◆ Assignment: The lines to copy from the data below are those that hold the string "take".

__________________________________________________

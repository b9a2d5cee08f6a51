//! 连接建立状态机，用于连接和重置。
//! The connection-establishment state machine, shared by connect and reset.

use crate::{
    client::{Client, ClientParts},
    config::AsyncOptions,
    deferred::{Deferrable, Deferred},
    driver::{Driver, PollStatus},
    error::Error,
    reactor::{Interest, TimerId, WatchId},
};
use std::{cell::Cell, rc::Rc};
use tracing::{debug, trace, warn};

/// Hook run after every successful connect or reset, with
/// `(client, is_async, is_reset)`.
///
/// Returning a [`Deferrable`] makes the client wait for it: the connect or
/// reset only succeeds once it succeeds, and fails with its error otherwise.
///
/// 每次成功连接或重置后运行的钩子。返回 [`Deferrable`] 会让客户端等待它完成。
pub type ConnectHook = Rc<dyn Fn(&Client, bool, bool) -> Option<Box<dyn Deferrable>>>;

/// Which driver primitive the state machine polls.
#[derive(Debug, Clone, Copy, PartialEq, Eq)]
pub(crate) enum Establish {
    Connect,
    Reset,
}

impl Establish {
    fn poll(self, driver: &mut dyn Driver) -> PollStatus {
        match self {
            Establish::Connect => driver.connect_poll(),
            Establish::Reset => driver.reset_poll(),
        }
    }

    fn name(self) -> &'static str {
        match self {
            Establish::Connect => "connect",
            Establish::Reset => "reset",
        }
    }
}

/// Starts an asynchronous connect. Option errors and a failing
/// `connect_start` are reported through the returned result on the next tick.
///
/// 开始异步连接。选项错误和 `connect_start` 的失败都会在下一次tick通过返回的结果报告。
pub(crate) fn connect(parts: ClientParts) -> Deferred<Client> {
    let deferred = Deferred::new();
    let reactor = parts.reactor.clone();

    let client = deferred.protect(&*reactor, || {
        let (options, driver_params) = AsyncOptions::extract(&parts.params)?;
        let driver = parts.connector.connect_start(&driver_params)?;
        Ok(Client::from_parts(driver, parts.reactor, options, parts.classifier, parts.fetch))
    });

    if let Some(client) = client {
        ConnectWatcher::attach(client, deferred.clone(), Establish::Connect);
    }
    deferred
}

/// Starts an asynchronous reset of `client`.
/// 开始对 `client` 进行异步重置。
pub(crate) fn reset(client: &Client) -> Deferred<Client> {
    let deferred = Deferred::new();
    let reactor = client.reactor().clone();

    if client.is_watching() {
        deferred.fail_next_tick(&*reactor, Error::OperationInProgress);
        return deferred;
    }

    let started = deferred.protect(&*reactor, || {
        client.with_driver(|driver| driver.reset_start()).map_err(Error::from)
    });
    if started.is_some() {
        ConnectWatcher::attach(client.clone(), deferred.clone(), Establish::Reset);
    }
    deferred
}

struct ConnectWatcher {
    client: Client,
    deferred: Deferred<Client>,
    kind: Establish,
    watch: Cell<Option<WatchId>>,
    timer: Cell<Option<TimerId>>,
    done: Cell<bool>,
}

impl ConnectWatcher {
    fn attach(client: Client, deferred: Deferred<Client>, kind: Establish) {
        let reactor = client.reactor().clone();
        let fd = client.socket();
        let timeout = client.connect_timeout();

        let watcher = Rc::new(ConnectWatcher {
            client,
            deferred,
            kind,
            watch: Cell::new(None),
            timer: Cell::new(None),
            done: Cell::new(false),
        });

        if !timeout.is_zero() {
            let on_timeout = watcher.clone();
            let id = reactor.add_timer(timeout, Box::new(move || on_timeout.on_timeout()));
            watcher.timer.set(Some(id));
        }

        let on_ready = watcher.clone();
        match reactor.watch(fd, Interest::Writable, Box::new(move |_| on_ready.on_ready())) {
            Ok(id) => {
                watcher.watch.set(Some(id));
                watcher.client.set_watching(true);
                debug!(
                    fd,
                    kind = kind.name(),
                    timeout = ?timeout,
                    "Watching connection establishment"
                );
            }
            Err(err) => {
                watcher.done.set(true);
                if let Some(timer) = watcher.timer.take() {
                    reactor.cancel_timer(timer);
                }
                warn!(fd, kind = kind.name(), %err, "Failed to watch socket");
                watcher.deferred.fail_next_tick(&*reactor, err);
            }
        }
    }

    fn on_ready(&self) {
        if self.done.get() {
            return;
        }
        let status = self.client.with_driver(|driver| self.kind.poll(driver));
        trace!(kind = self.kind.name(), ?status, "Poll step");

        let reactor = self.client.reactor();
        match status {
            PollStatus::Reading => {
                if let Some(id) = self.watch.get() {
                    reactor.set_interest(id, Interest::Readable);
                }
            }
            PollStatus::Writing => {
                if let Some(id) = self.watch.get() {
                    reactor.set_interest(id, Interest::Writable);
                }
            }
            PollStatus::Ok | PollStatus::Failed => {
                self.stop();
                self.complete();
            }
        }
    }

    fn on_timeout(&self) {
        if self.done.get() {
            return;
        }
        // The timer has fired, there is nothing left to cancel.
        self.timer.set(None);
        self.stop();
        warn!(
            kind = self.kind.name(),
            timeout = ?self.client.connect_timeout(),
            "Connection establishment timed out"
        );
        self.deferred.fail(Error::ConnectTimeout);
    }

    fn stop(&self) {
        self.done.set(true);
        let reactor = self.client.reactor();
        if let Some(timer) = self.timer.take() {
            reactor.cancel_timer(timer);
        }
        if let Some(watch) = self.watch.take() {
            reactor.unwatch(watch);
        }
        self.client.set_watching(false);
    }

    fn complete(&self) {
        let reactor = self.client.reactor().clone();
        let client = &self.client;
        let is_reset = self.kind == Establish::Reset;

        let Some(hook) = client.on_connect() else {
            self.deferred.protect_and_succeed(&*reactor, || {
                client.check_established(is_reset)?;
                Ok(client.clone())
            });
            return;
        };

        if self
            .deferred
            .protect(&*reactor, || client.check_established(is_reset))
            .is_none()
        {
            return;
        }
        match hook(client, true, is_reset) {
            Some(pending) => {
                debug!(kind = self.kind.name(), "Waiting for on_connect hook");
                let on_ok = self.deferred.clone();
                let on_err = self.deferred.clone();
                let established = client.clone();
                pending.callback(Box::new(move || {
                    on_ok.succeed(established);
                }));
                pending.errback(Box::new(move |err| {
                    on_err.fail(err);
                }));
            }
            None => {
                self.deferred.protect_and_succeed(&*reactor, || Ok(client.clone()));
            }
        }
    }
}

__________________________________________________

◆ Response below:
                if let Some(timer) = watcher.timer.take() {
        if let Some(timer) = self.timer.take() {
        if let Some(watch) = self.watch.take() {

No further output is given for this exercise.